Why can't I see my contact in the Zapier 'contact picker' dropdown?
The picker shows the 25 most recently active contacts by default. To find an older contact, type part of the name or email into the dropdown - it searches the full workspace. If a contact still isn't showing, confirm it's in the same workspace as the API key you connected.
Will Zapier overwrite a contact if I create one with a duplicate email?
No. The Create Contact action will return an error for duplicate emails so you don't accidentally lose data. To update an existing contact instead, build a Find-Contact then Create-Contact Zap until the Update Contact action ships.
Can I use Zapier with the free RadiusOS plan?
Yes. Free includes 1 active Zap. That's enough for the highest-leverage workflow most users have - usually 'lead form -> RadiusOS contact'. Pro and above remove the limit.
Tier limits
| Plan | Active Zaps |
|---|---|
| Free | 1 |
| Pro | Unlimited |
| Business | Unlimited |
| Team | Unlimited |
An 'active' Zap is one that is turned on inside Zapier. Zaps that are paused or in draft do not count against the limit. If you hit your limit, you'll see a 'plan limit reached' error in Zapier when you try to turn on a new Zap; upgrade in Settings -> Billing or pause an existing Zap.
Security and revocation
API keys are scoped to a single workspace. They cannot read or write data outside that workspace. If you want to revoke Zapier's access, delete the API key under Settings -> API Keys; every Zap connected with that key will stop working immediately.

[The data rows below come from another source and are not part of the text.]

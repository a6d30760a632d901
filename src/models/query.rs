use serde::{Deserialize, Serialize};
use std::collections::HashMap;

use super::CanonicalRecord;

/// Envelope posted to the OQL service
#[derive(Debug, Clone, Serialize, Deserialize)]
pub struct OqlRequest {
    pub query: String,
}

#[derive(Debug, Clone, Serialize, Deserialize, PartialEq)]
#[serde(rename_all = "camelCase")]
pub struct QueryMetadata {
    pub query: String,
    #[serde(default, skip_serializing_if = "Option::is_none")]
    pub parsed_query: Option<String>,
    pub executed_at: String, // ISO 8601
}

/// Outcome of one successfully executed query
#[derive(Debug, Clone, Serialize, Deserialize)]
#[serde(rename_all = "camelCase")]
pub struct QueryExecutionResult {
    pub query_id: String,
    /// Records keyed by record identifier
    pub records: HashMap<String, CanonicalRecord>,
    pub execution_time_ms: u64,
    /// Always `records.len()`, whatever the service claimed
    pub record_count: usize,
    pub metadata: QueryMetadata,
}

#[derive(Debug, Clone, Serialize, Deserialize, PartialEq)]
#[serde(rename_all = "camelCase")]
pub struct BatchError {
    pub query: String,
    pub error: String,
}

#[derive(Debug, Clone, Serialize, Deserialize)]
#[serde(rename_all = "camelCase")]
pub struct BatchResult {
    /// Successful results, in the order the queries were supplied
    pub results: Vec<QueryExecutionResult>,
    pub total_time_ms: u64,
    pub success_count: usize,
    pub error_count: usize,
    /// Failures, in the order they were encountered
    pub errors: Vec<BatchError>,
}
use std::sync::{Arc, Mutex, MutexGuard};

use crate::client::{HttpTransport, OqlTransport};
use crate::error::QueryError;
use crate::history::QueryHistory;
use crate::models::{ClientSettings, HistoryEntry};

/// State shared by every command.
///
/// Cloning is cheap; clones share the same transport and history.
#[derive(Clone)]
pub struct AppState {
    /// Channel to the OQL service
    pub transport: Arc<dyn OqlTransport>,

    /// Process-wide execution history
    history: Arc<Mutex<QueryHistory>>,

    pub settings: Arc<ClientSettings>,
}

impl AppState {
    pub fn new(transport: Arc<dyn OqlTransport>, settings: ClientSettings) -> Self {
        let history = QueryHistory::new(settings.history_capacity);
        Self {
            transport,
            history: Arc::new(Mutex::new(history)),
            settings: Arc::new(settings),
        }
    }

    /// State backed by the HTTP transport described in `settings`
    pub fn connect(settings: ClientSettings) -> Result<Self, QueryError> {
        let transport = HttpTransport::new(&settings)?;
        log::info!("OQL client targeting {}", transport.query_url());
        Ok(Self::new(Arc::new(transport), settings))
    }

    /// Lock the history buffer. Entries are plain data, so a lock poisoned
    /// by a panicking holder is still safe to use.
    ///
    /// Crate-private: callers outside go through `history_snapshot` or the
    /// history commands, so the guard is never held across an `.await`.
    pub(crate) fn history(&self) -> MutexGuard<'_, QueryHistory> {
        self.history.lock().unwrap_or_else(|poisoned| poisoned.into_inner())
    }

    pub fn record_history(&self, entry: HistoryEntry) {
        self.history().record(entry);
    }

    /// Copy of every entry, most recent first
    pub fn history_snapshot(&self) -> Vec<HistoryEntry> {
        self.history().all()
    }
}
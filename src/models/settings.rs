use serde::{Deserialize, Serialize};
use std::env;
use std::str::FromStr;

/// Connection and tuning settings for the OQL client
#[derive(Debug, Clone, Serialize, Deserialize, PartialEq, Eq)]
#[serde(rename_all = "camelCase", default)]
pub struct ClientSettings {
    pub base_url: String,
    pub query_path: String,
    pub request_timeout_seconds: u64,
    pub history_capacity: usize,
    pub max_query_length: usize,
    pub batch_delay_ms: u64,
    pub slow_query_threshold_ms: u64,
    pub health_check_query: String,
}

impl Default for ClientSettings {
    fn default() -> Self {
        ClientSettings {
            base_url: "http://localhost:3000".to_string(),
            query_path: "/api/oql/query".to_string(),
            request_timeout_seconds: 30,
            history_capacity: 100,
            max_query_length: 10_000,
            batch_delay_ms: 100,
            slow_query_threshold_ms: 5_000,
            health_check_query: "SELECT * LIMIT 1".to_string(),
        }
    }
}

impl ClientSettings {
    /// Parse settings from JSON; fields that are missing keep their defaults
    pub fn from_json(json: &str) -> Result<Self, serde_json::Error> {
        serde_json::from_str(json)
    }

    /// Read `OQL_*` environment variables on top of the defaults
    pub fn from_env() -> Self {
        let defaults = ClientSettings::default();
        ClientSettings {
            base_url: env::var("OQL_BASE_URL").unwrap_or(defaults.base_url),
            query_path: env::var("OQL_QUERY_PATH").unwrap_or(defaults.query_path),
            request_timeout_seconds: env_or("OQL_REQUEST_TIMEOUT_SECONDS", defaults.request_timeout_seconds),
            history_capacity: env_or("OQL_HISTORY_CAPACITY", defaults.history_capacity),
            max_query_length: env_or("OQL_MAX_QUERY_LENGTH", defaults.max_query_length),
            batch_delay_ms: env_or("OQL_BATCH_DELAY_MS", defaults.batch_delay_ms),
            slow_query_threshold_ms: env_or("OQL_SLOW_QUERY_THRESHOLD_MS", defaults.slow_query_threshold_ms),
            health_check_query: env::var("OQL_HEALTH_CHECK_QUERY").unwrap_or(defaults.health_check_query),
        }
    }

    /// Full URL queries are posted to
    pub fn query_url(&self) -> String {
        format!(
            "{}/{}",
            self.base_url.trim_end_matches('/'),
            self.query_path.trim_start_matches('/')
        )
    }
}

fn env_or<T: FromStr>(key: &str, default: T) -> T {
    match env::var(key) {
        Ok(raw) => match raw.trim().parse() {
            Ok(value) => value,
            Err(_) => {
                log::warn!("Ignoring unparseable {}={:?}, using default", key, raw);
                default
            }
        },
        Err(_) => default,
    }
}

#[cfg(test)]
mod tests {
    use super::*;

    #[test]
    fn test_partial_json_keeps_defaults() {
        let settings = ClientSettings::from_json(r#"{"baseUrl": "https://oql.example.com", "historyCapacity": 25}"#)
            .unwrap();
        assert_eq!(settings.base_url, "https://oql.example.com");
        assert_eq!(settings.history_capacity, 25);
        assert_eq!(settings.max_query_length, 10_000);
        assert_eq!(settings.slow_query_threshold_ms, 5_000);
    }

    #[test]
    fn test_query_url_joins_slashes() {
        let settings = ClientSettings {
            base_url: "https://oql.example.com/".to_string(),
            query_path: "/api/oql/query".to_string(),
            ..Default::default()
        };
        assert_eq!(settings.query_url(), "https://oql.example.com/api/oql/query");
    }

    #[test]
    fn test_env_or_falls_back_on_garbage() {
        env::set_var("OQL_TEST_ENV_OR_GARBAGE", "not-a-number");
        assert_eq!(env_or("OQL_TEST_ENV_OR_GARBAGE", 42u64), 42);
        env::set_var("OQL_TEST_ENV_OR_VALID", " 7 ");
        assert_eq!(env_or("OQL_TEST_ENV_OR_VALID", 42u64), 7);
        assert_eq!(env_or("OQL_TEST_ENV_OR_UNSET", 3usize), 3);
    }
}
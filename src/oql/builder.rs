//! Deterministic construction of OQL text from structured parameters.

use serde_json::Value;

/// Escape a raw string for use inside a single-quoted OQL literal.
///
/// This is a lexical escape only. Built queries still go through
/// [`validate_query`](super::validate_query) before submission.
pub fn escape_string(raw: &str) -> String {
    raw.replace('\\', "\\\\").replace('\'', "''")
}

/// Render a condition value as an OQL literal
fn literal(value: &Value) -> String {
    match value {
        Value::String(s) => format!("'{}'", escape_string(s)),
        Value::Number(n) => n.to_string(),
        Value::Bool(b) => b.to_string(),
        Value::Null => "NULL".to_string(),
        // Arrays and objects have no literal form; compare against their JSON text
        other => format!("'{}'", escape_string(&other.to_string())),
    }
}

/// Flat SELECT-style query
#[derive(Debug, Clone, Default, PartialEq)]
pub struct SelectQuery {
    pub target_type: Option<String>,
    pub fields: Vec<String>,
    /// Equality conditions, joined with AND in this order
    pub conditions: Vec<(String, Value)>,
    pub limit: Option<u32>,
}

impl SelectQuery {
    pub fn build(&self) -> String {
        let projection = if self.fields.is_empty() {
            "*".to_string()
        } else {
            self.fields.join(", ")
        };
        let mut query = format!("SELECT {}", projection);

        if let Some(target) = &self.target_type {
            query.push_str(&format!(" FROM {}", target));
        }

        if !self.conditions.is_empty() {
            let clauses: Vec<String> = self
                .conditions
                .iter()
                .map(|(field, value)| format!("{} = {}", field, literal(value)))
                .collect();
            query.push_str(&format!(" WHERE {}", clauses.join(" AND ")));
        }

        if let Some(limit) = self.limit {
            query.push_str(&format!(" LIMIT {}", limit));
        }

        query
    }
}

/// Pattern MATCH-style query
#[derive(Debug, Clone, Default, PartialEq)]
pub struct MatchQuery {
    pub pattern: String,
    pub filter: Option<String>,
    pub return_clause: Option<String>,
    pub limit: Option<u32>,
}

impl MatchQuery {
    pub fn build(&self) -> String {
        let mut query = format!("MATCH {}", self.pattern);
        if let Some(filter) = &self.filter {
            query.push_str(&format!(" WHERE {}", filter));
        }
        if let Some(return_clause) = &self.return_clause {
            query.push_str(&format!(" RETURN {}", return_clause));
        }
        if let Some(limit) = self.limit {
            query.push_str(&format!(" LIMIT {}", limit));
        }
        query
    }
}

pub fn build_select(
    target_type: Option<&str>,
    fields: Option<&[&str]>,
    conditions: Option<&[(&str, Value)]>,
    limit: Option<u32>,
) -> String {
    SelectQuery {
        target_type: target_type.map(str::to_string),
        fields: fields
            .unwrap_or_default()
            .iter()
            .map(|f| f.to_string())
            .collect(),
        conditions: conditions
            .unwrap_or_default()
            .iter()
            .map(|(field, value)| (field.to_string(), value.clone()))
            .collect(),
        limit,
    }
    .build()
}

pub fn build_match(
    pattern: &str,
    filter: Option<&str>,
    return_clause: Option<&str>,
    limit: Option<u32>,
) -> String {
    MatchQuery {
        pattern: pattern.to_string(),
        filter: filter.map(str::to_string),
        return_clause: return_clause.map(str::to_string),
        limit,
    }
    .build()
}
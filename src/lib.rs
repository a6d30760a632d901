//! Execution and monitoring core for Object Query Language (OQL) queries.
//!
//! Queries are built and validated locally, submitted to the remote OQL
//! service through an [`OqlTransport`], normalized into
//! [`CanonicalRecord`]s, and recorded in a bounded in-memory history that
//! feeds the statistics and health commands.

pub mod client;
pub mod commands;
pub mod error;
pub mod history;
pub mod models;
pub mod oql;
pub mod state;

pub use client::{HttpTransport, OqlTransport};
pub use error::QueryError;
pub use history::QueryHistory;
pub use models::*;
pub use oql::{build_match, build_select, escape_string, validate_query, MatchQuery, SelectQuery};
pub use state::AppState;

/// Install an `env_logger` backend at `Info`, overridable through `RUST_LOG`.
///
/// Safe to call more than once; later calls are ignored.
pub fn init_logging() {
    let _ = env_logger::Builder::new()
        .filter_level(log::LevelFilter::Info)
        .parse_default_env()
        .try_init();
}
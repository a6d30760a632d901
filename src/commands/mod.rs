pub mod query;
pub mod query_history;
pub mod statistics;

pub use query::*;
pub use query_history::*;
pub use statistics::*;
use futures::future::BoxFuture;
use reqwest::Client;
use serde_json::Value;
use std::time::Duration;

use super::{sanitize_error, OqlTransport};
use crate::error::QueryError;
use crate::models::{ClientSettings, OqlRequest};

/// Posts queries to the OQL service over HTTP(S)
pub struct HttpTransport {
    client: Client,
    query_url: String,
}

impl HttpTransport {
    pub fn new(settings: &ClientSettings) -> Result<Self, QueryError> {
        let client = Client::builder()
            .timeout(Duration::from_secs(settings.request_timeout_seconds))
            .build()
            .map_err(|e| QueryError::Network(format!("Failed to build HTTP client: {}", e)))?;

        Ok(Self {
            client,
            query_url: settings.query_url(),
        })
    }

    pub fn query_url(&self) -> &str {
        &self.query_url
    }

    async fn send(&self, credential: &str, request: &OqlRequest) -> Result<Value, QueryError> {
        log::debug!("POST {} ({} chars)", self.query_url, request.query.len());

        let response = self
            .client
            .post(&self.query_url)
            .header("Authorization", format!("Bearer {}", credential))
            .header("Accept", "application/json")
            .json(request)
            .send()
            .await
            .map_err(|e| QueryError::Network(sanitize_error(&e.to_string(), credential)))?;

        let status = response.status();
        let body = response
            .text()
            .await
            .map_err(|e| QueryError::Network(sanitize_error(&e.to_string(), credential)))?;

        if !status.is_success() {
            return Err(QueryError::Remote {
                status: status.as_u16(),
                body: sanitize_error(&body, credential),
            });
        }

        // An empty 2xx body means the query matched nothing
        if body.trim().is_empty() {
            return Ok(Value::Null);
        }

        serde_json::from_str(&body)
            .map_err(|e| QueryError::MalformedResponse(format!("Response is not valid JSON: {}", e)))
    }
}

impl OqlTransport for HttpTransport {
    fn post_query<'a>(
        &'a self,
        credential: &'a str,
        request: &'a OqlRequest,
    ) -> BoxFuture<'a, Result<Value, QueryError>> {
        Box::pin(self.send(credential, request))
    }
}
// Copyright (c) 2026 Hongbao Contributors. MIT License.
// See LICENSE for details.

//! # Hongbao Engine
//!
//! The accounting and lifecycle core for *envelopes*: non-fungible positions
//! that lock a base-asset deposit inside an external yield-bearing vault
//! until an unlock time, then redeem principal plus whatever yield the vault
//! reports. Mint it, wait, open it. Like a red envelope, but the money grew.
//!
//! ## Architecture
//!
//! The engine is split along the seams that actually matter:
//!
//! - **ledger** — the position store. Owns every financial fact about an
//!   envelope and the Active/Burned state machine.
//! - **ownership** — who may open which envelope. Deliberately separate from
//!   the ledger so a transfer never rewrites financial data.
//! - **gateway** — the capability trait for the external vault, plus a
//!   deterministic fixed-rate implementation for tests and the devnet node.
//! - **clock** — injected time source. Every operation reads the clock once.
//! - **controller** — the lifecycle orchestrator that sequences the above
//!   under the checks-effects-interactions discipline.
//! - **config** — protocol constants. Magic numbers live here and only here.
//!
//! ## Design Philosophy
//!
//! 1. All monetary arithmetic is integer and checked. Money and wrapping
//!    arithmetic do not mix.
//! 2. State transitions are explicit enum variants, not boolean flags.
//! 3. Internal state is committed before any external vault call, so a
//!    reentrant callback observes the already-advanced state.
//! 4. Every public state type is serializable for snapshots and transport.

pub mod clock;
pub mod config;
pub mod controller;
pub mod gateway;
pub mod ledger;
pub mod ownership;

pub use clock::{Clock, ManualClock, SystemClock};
pub use controller::{EngineSnapshot, EnvelopeEngine, EnvelopeError};
pub use gateway::{FixedRateVault, GatewayError, VaultGateway};
pub use ledger::{EnvelopeId, LedgerError, Position, PositionLedger, PositionStatus};
pub use ownership::{AccountId, OwnershipError, OwnershipRegistry};
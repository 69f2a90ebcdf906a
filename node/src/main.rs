// Copyright (c) 2026 Hongbao Contributors. MIT License.
// See LICENSE for details.

//! # Hongbao Node
//!
//! Entry point for the `hongbao-node` binary. Parses CLI arguments,
//! initializes logging, restores engine state from the snapshot file, and
//! serves the REST API until shutdown.
//!
//! The binary supports three subcommands:
//!
//! - `run`     — start the envelope service
//! - `status`  — query a running node's status endpoint
//! - `version` — print build version information

mod api;
mod cli;
mod logging;
mod snapshot;

use anyhow::{Context, Result};
use clap::Parser;
use std::sync::Arc;
use tokio::signal;
use tokio::sync::RwLock;

use hongbao_engine::{EnvelopeEngine, FixedRateVault, SystemClock};

use cli::{Commands, HongbaoNodeCli};
use logging::LogFormat;

#[tokio::main]
async fn main() -> Result<()> {
    let cli = HongbaoNodeCli::parse();

    match cli.command {
        Commands::Run(args) => run_node(args).await,
        Commands::Status(args) => query_status(args).await,
        Commands::Version => {
            print_version();
            Ok(())
        }
    }
}

/// Starts the envelope service: restores state, serves the API, and writes
/// the state back on shutdown.
async fn run_node(args: cli::RunArgs) -> Result<()> {
    logging::init_logging(
        "hongbao_node=info,hongbao_engine=info,tower_http=debug",
        LogFormat::from_str_lossy(&args.log_format),
    );

    tracing::info!(
        rpc_port = args.rpc_port,
        apy_bps = args.apy_bps,
        state_file = ?args.state_file,
        "starting hongbao-node"
    );

    // --- Engine ---
    let vault = FixedRateVault::new(SystemClock, args.apy_bps);
    let engine = match &args.state_file {
        Some(path) => match snapshot::load(path)? {
            Some(snap) => {
                let engine = EnvelopeEngine::from_snapshot(snap, vault, SystemClock);
                tracing::info!(
                    path = %path.display(),
                    active = engine.active_count(),
                    total_minted = engine.total_minted(),
                    "state restored from snapshot"
                );
                engine
            }
            None => {
                tracing::info!(path = %path.display(), "no snapshot found, starting fresh");
                EnvelopeEngine::new(vault, SystemClock)
            }
        },
        None => EnvelopeEngine::new(vault, SystemClock),
    };
    let engine = Arc::new(RwLock::new(engine));

    // --- Application state ---
    let app_state = api::AppState {
        version: format!(
            "{} (engine {})",
            env!("CARGO_PKG_VERSION"),
            hongbao_engine::config::ENGINE_VERSION,
        ),
        network: "devnet".to_string(),
        apy_bps: args.apy_bps,
        engine: Arc::clone(&engine),
    };

    // --- API server ---
    let router = api::create_router(app_state);
    let addr = format!("0.0.0.0:{}", args.rpc_port);
    let listener = tokio::net::TcpListener::bind(&addr)
        .await
        .with_context(|| format!("failed to bind RPC listener on {}", addr))?;
    tracing::info!("RPC/API server listening on {}", addr);

    tokio::select! {
        res = axum::serve(listener, router) => {
            if let Err(e) = res {
                tracing::error!("API server error: {}", e);
            }
        }
        _ = shutdown_signal() => {
            tracing::info!("shutdown signal received, draining connections");
        }
    }

    // --- Persist state ---
    if let Some(path) = &args.state_file {
        let snap = engine.read().await.snapshot();
        snapshot::save(path, &snap)
            .with_context(|| format!("failed to persist state to {}", path.display()))?;
        tracing::info!(path = %path.display(), "state snapshot written");
    }

    tracing::info!("hongbao-node stopped");
    Ok(())
}

/// Queries a running node's status endpoint and prints the result.
async fn query_status(args: cli::StatusArgs) -> Result<()> {
    let (host, port, path) = split_url(&args.rpc_url)?;
    let body = http_get(&host, port, &format!("{}/status", path.trim_end_matches('/'))).await?;
    println!("{}", body);
    Ok(())
}

/// Minimal HTTP GET over a raw TCP stream. Enough for the `status`
/// subcommand without pulling in an HTTP client dependency.
async fn http_get(host: &str, port: u16, path: &str) -> Result<String> {
    use tokio::io::{AsyncReadExt, AsyncWriteExt};

    let addr = format!("{}:{}", host, port);
    let mut stream = tokio::net::TcpStream::connect(&addr)
        .await
        .with_context(|| format!("failed to connect to {}", addr))?;

    let request = format!(
        "GET {} HTTP/1.1\r\nHost: {}\r\nConnection: close\r\n\r\n",
        path, host,
    );
    stream.write_all(request.as_bytes()).await?;
    stream.shutdown().await?;

    let mut buf = Vec::new();
    stream.read_to_end(&mut buf).await?;
    let response = String::from_utf8_lossy(&buf);

    // Everything after the first blank line is the body.
    let body = response
        .split_once("\r\n\r\n")
        .map(|(_, b)| b.to_string())
        .unwrap_or_else(|| response.to_string());
    Ok(body)
}

/// Splits an `http://host[:port][/path]` URL into its parts.
fn split_url(url: &str) -> Result<(String, u16, String)> {
    let rest = url.strip_prefix("http://").unwrap_or(url);
    let (authority, path) = match rest.find('/') {
        Some(i) => (&rest[..i], rest[i..].to_string()),
        None => (rest, String::new()),
    };
    let (host, port) = match authority.rsplit_once(':') {
        Some((h, p)) => {
            let port = p
                .parse::<u16>()
                .with_context(|| format!("invalid port in URL: {}", p))?;
            (h.to_string(), port)
        }
        None => (authority.to_string(), 80),
    };
    Ok((host, port, path))
}

/// Prints version information to stdout.
fn print_version() {
    println!("hongbao-node {}", env!("CARGO_PKG_VERSION"));
    println!("engine       {}", hongbao_engine::config::ENGINE_VERSION);
}

/// Waits for SIGINT (Ctrl+C) or SIGTERM, whichever comes first.
///
/// On non-Unix platforms, only Ctrl+C is supported.
async fn shutdown_signal() {
    let ctrl_c = async {
        signal::ctrl_c()
            .await
            .expect("failed to install Ctrl+C handler");
    };

    #[cfg(unix)]
    let terminate = async {
        signal::unix::signal(signal::unix::SignalKind::terminate())
            .expect("failed to install SIGTERM handler")
            .recv()
            .await;
    };

    #[cfg(not(unix))]
    let terminate = std::future::pending::<()>();

    tokio::select! {
        _ = ctrl_c => {}
        _ = terminate => {}
    }
}
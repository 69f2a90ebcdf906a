//! # Clock Seam
//!
//! Every engine operation reads time exactly once, from an injected
//! [`Clock`]. Production wiring uses [`SystemClock`]; tests use
//! [`ManualClock`] to replay scenarios that span months of lock time
//! without waiting for months.

use std::sync::Arc;

use chrono::{DateTime, Duration, Utc};
use parking_lot::Mutex;

/// A source of the current time.
///
/// `now()` takes `&self` so clocks can be shared between the engine and a
/// vault implementation; test clocks use interior mutability.
pub trait Clock {
    /// Returns the current time.
    fn now(&self) -> DateTime<Utc>;
}

/// Wall-clock time. The production clock.
#[derive(Debug, Clone, Copy, Default)]
pub struct SystemClock;

impl Clock for SystemClock {
    fn now(&self) -> DateTime<Utc> {
        Utc::now()
    }
}

/// A settable clock for tests.
///
/// Starts at a fixed instant and only moves when told to. Shared between
/// the engine and the fake vault via `Arc` so both observe the same
/// timeline.
#[derive(Debug)]
pub struct ManualClock {
    now: Mutex<DateTime<Utc>>,
}

impl ManualClock {
    /// Creates a clock frozen at `start`.
    pub fn starting_at(start: DateTime<Utc>) -> Self {
        Self {
            now: Mutex::new(start),
        }
    }

    /// Advances the clock by `secs` seconds.
    pub fn advance_secs(&self, secs: i64) {
        let mut now = self.now.lock();
        *now += Duration::seconds(secs);
    }

    /// Jumps the clock to an absolute instant. Moving backwards is allowed;
    /// the engine must not rely on monotonicity it never promised.
    pub fn set(&self, instant: DateTime<Utc>) {
        *self.now.lock() = instant;
    }
}

impl Clock for ManualClock {
    fn now(&self) -> DateTime<Utc> {
        *self.now.lock()
    }
}

// Shared and borrowed clocks work wherever an owned one does.
impl<C: Clock + ?Sized> Clock for Arc<C> {
    fn now(&self) -> DateTime<Utc> {
        (**self).now()
    }
}

impl<C: Clock + ?Sized> Clock for &C {
    fn now(&self) -> DateTime<Utc> {
        (**self).now()
    }
}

Use a separate API key for each integration (one for Zapier, one for Claude Desktop, one for Cursor, etc.) so you can revoke one without breaking the others.
Building something custom?
The Zapier integration is built on top of a public REST API. If you want to wire RadiusOS into something Zapier doesn't reach (a self-hosted automation runner, an internal tool, a one-off script, n8n, Make.com), you can call the same endpoints directly with the same API key.
The full developer reference lives at /docs/api. It documents every endpoint with auth, request body, response shape, error codes, and a curl example you can copy and paste.